Was ist dein dunkelstes Geheimnis?
Seven Ways to Tell a Lie„Seven Ways to Tell a Lie“ ist der neue Jugend-Thriller von Colin Hadler, in dem uns der Autor in eine unbescholtene Kleinstadt führt – in der ein Video dafür sorgt, dass Chaos und Unbehagen ausbrechen ...
„Seven Ways to Tell a Lie“ ist der neue Jugend-Thriller von Colin Hadler, in dem uns der Autor in eine unbescholtene Kleinstadt führt – in der ein Video dafür sorgt, dass Chaos und Unbehagen ausbrechen …

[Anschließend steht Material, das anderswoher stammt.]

//! Computed pointers.

use schemalink_foundation::{Name, Provenance};

/// A pointer whose value is derived from an expression.
#[derive(Clone, Debug)]
pub struct Computable {
    /// Qualified name.
    pub name: Name,
    /// The generic pointer, set once the expression is resolved.
    pub bases: Vec<Name>,
    /// Owning concept or link.
    pub source: Name,
    /// Generic pointer name the computable is declared under.
    pub pointer: Name,
    /// The expression as written.
    pub expression: String,
    /// Canonical expression text, once resolved.
    pub resolved: Option<String>,
    /// Inferred result type, once resolved.
    pub target: Option<Name>,
    /// True if the expression only reads its own source.
    pub is_local: bool,
    /// Whether the result type is an atom, once resolved.
    pub is_atom: Option<bool>,
    /// Title.
    pub title: Option<String>,
    /// Description.
    pub description: Option<String>,
    /// Where the computable was declared.
    pub provenance: Provenance,
}

impl Computable {
    /// Creates an unresolved computable named after `(source, pointer)`.
    #[must_use]
    pub fn new(
        source: &Name,
        pointer: &Name,
        expression: impl Into<String>,
        provenance: Provenance,
    ) -> Self {
        Self {
            name: Name::specialized(source, pointer, None),
            bases: Vec::new(),
            source: source.clone(),
            pointer: pointer.clone(),
            expression: expression.into(),
            resolved: None,
            target: None,
            is_local: false,
            is_atom: None,
            title: None,
            description: None,
            provenance,
        }
    }

    /// Returns true once the expression has been type-checked.
    #[must_use]
    pub fn is_resolved(&self) -> bool {
        self.resolved.is_some()
    }
}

Ein Unglück, das niemand überlebt.
Das sich nie ereignet hat, wie Jonah, einer der Toten, weiß.
Doch wer steckt hinter dem schrecklichen Deepfake und was will er/sie damit erreichen? Eine Prophezeiung? Oder nur ein schlechter Scherz?
Als immer mehr Clips auftauchen, die Jonah und seine ehemalige Clique, die vor einem Jahr zerbrochen ist, als Enya spurlos verschwand, „ansprechen“, machen sich die Jugendlichen gemeinsam auf die Suche nach den Initiatoren und nach Wahrheiten. Dabei kommen ungeahnte Geheimnisse ans Licht …
Wiedergegeben wird das Geschehen aus der Sicht von Jonah, durch den wir seine alten FreundInnen – Ruby, Victor, Samuel, Jessica, Laurin – kennenlernen und auch einiges über Enya erfahren. Thea schließt sich dem Trupp an und bereichert diesen, ist sie doch nicht vom Zwist der TeenagerInnen betroffen. Langsam verändert sich die Dynamik, wird mal enger und freundschaftlicher, bis Misstrauen und Argwohn mitmischen. Aufgrund der unterschiedlichen Charaktere und der Vielzahl (möglicher) Motive, der Tatsache, dass jedeR mindestens ein Geheimnis von mehr oder minder größerem Ausmaß hat, ist es nicht ersichtlich, wer hinter den Videos steckt – und somit führt uns der Autor gekonnt an der Nase herum.
Da „Seven Ways to Tell a Lie“ ab 13 Jahren empfohlen wird, war es wenig überraschend, dass der Stil recht einfach gehalten wurde, mir an so mancher Stelle Ernst und Tiefe, ja, auch Abwechslung und vor allem Spannung fehlten. Der Verlauf – bestückt mit immer neuen „Twists“ und Offenbarungen – selbst wirkte öfter stark konstruiert, im Showdown fehlte es mir an Details, war die Auflösung zwar hervorragend gewählt und unerwartet, jedoch rasch vorbei. Wie Hadler sensible Themen – u. A. Homophobie, Rassismus, Gewalt – einflocht, durch die die einzelnen Figuren und Reaktionen mehr Griffigkeit bekamen, ist gut gelungen und in einem Buch, das sich an eine jüngere Zielgruppe richtet, ungemein wichtig. Zusätzlich beschäftigt sich Colin mit den – aktuell heiß diskutierten – Gefahren rund um KI. Wie leicht Mensch Fake-News verbreiten, Medien manipulieren kann. Unangenehme Vorstellung, doch leider Realität.
Fazit: Ein Roman, der zum Nachdenken animiert; spaßige, gefühlvolle und spannende Sequenzen bereithält. Was ist dein dunkelstes Geheimnis?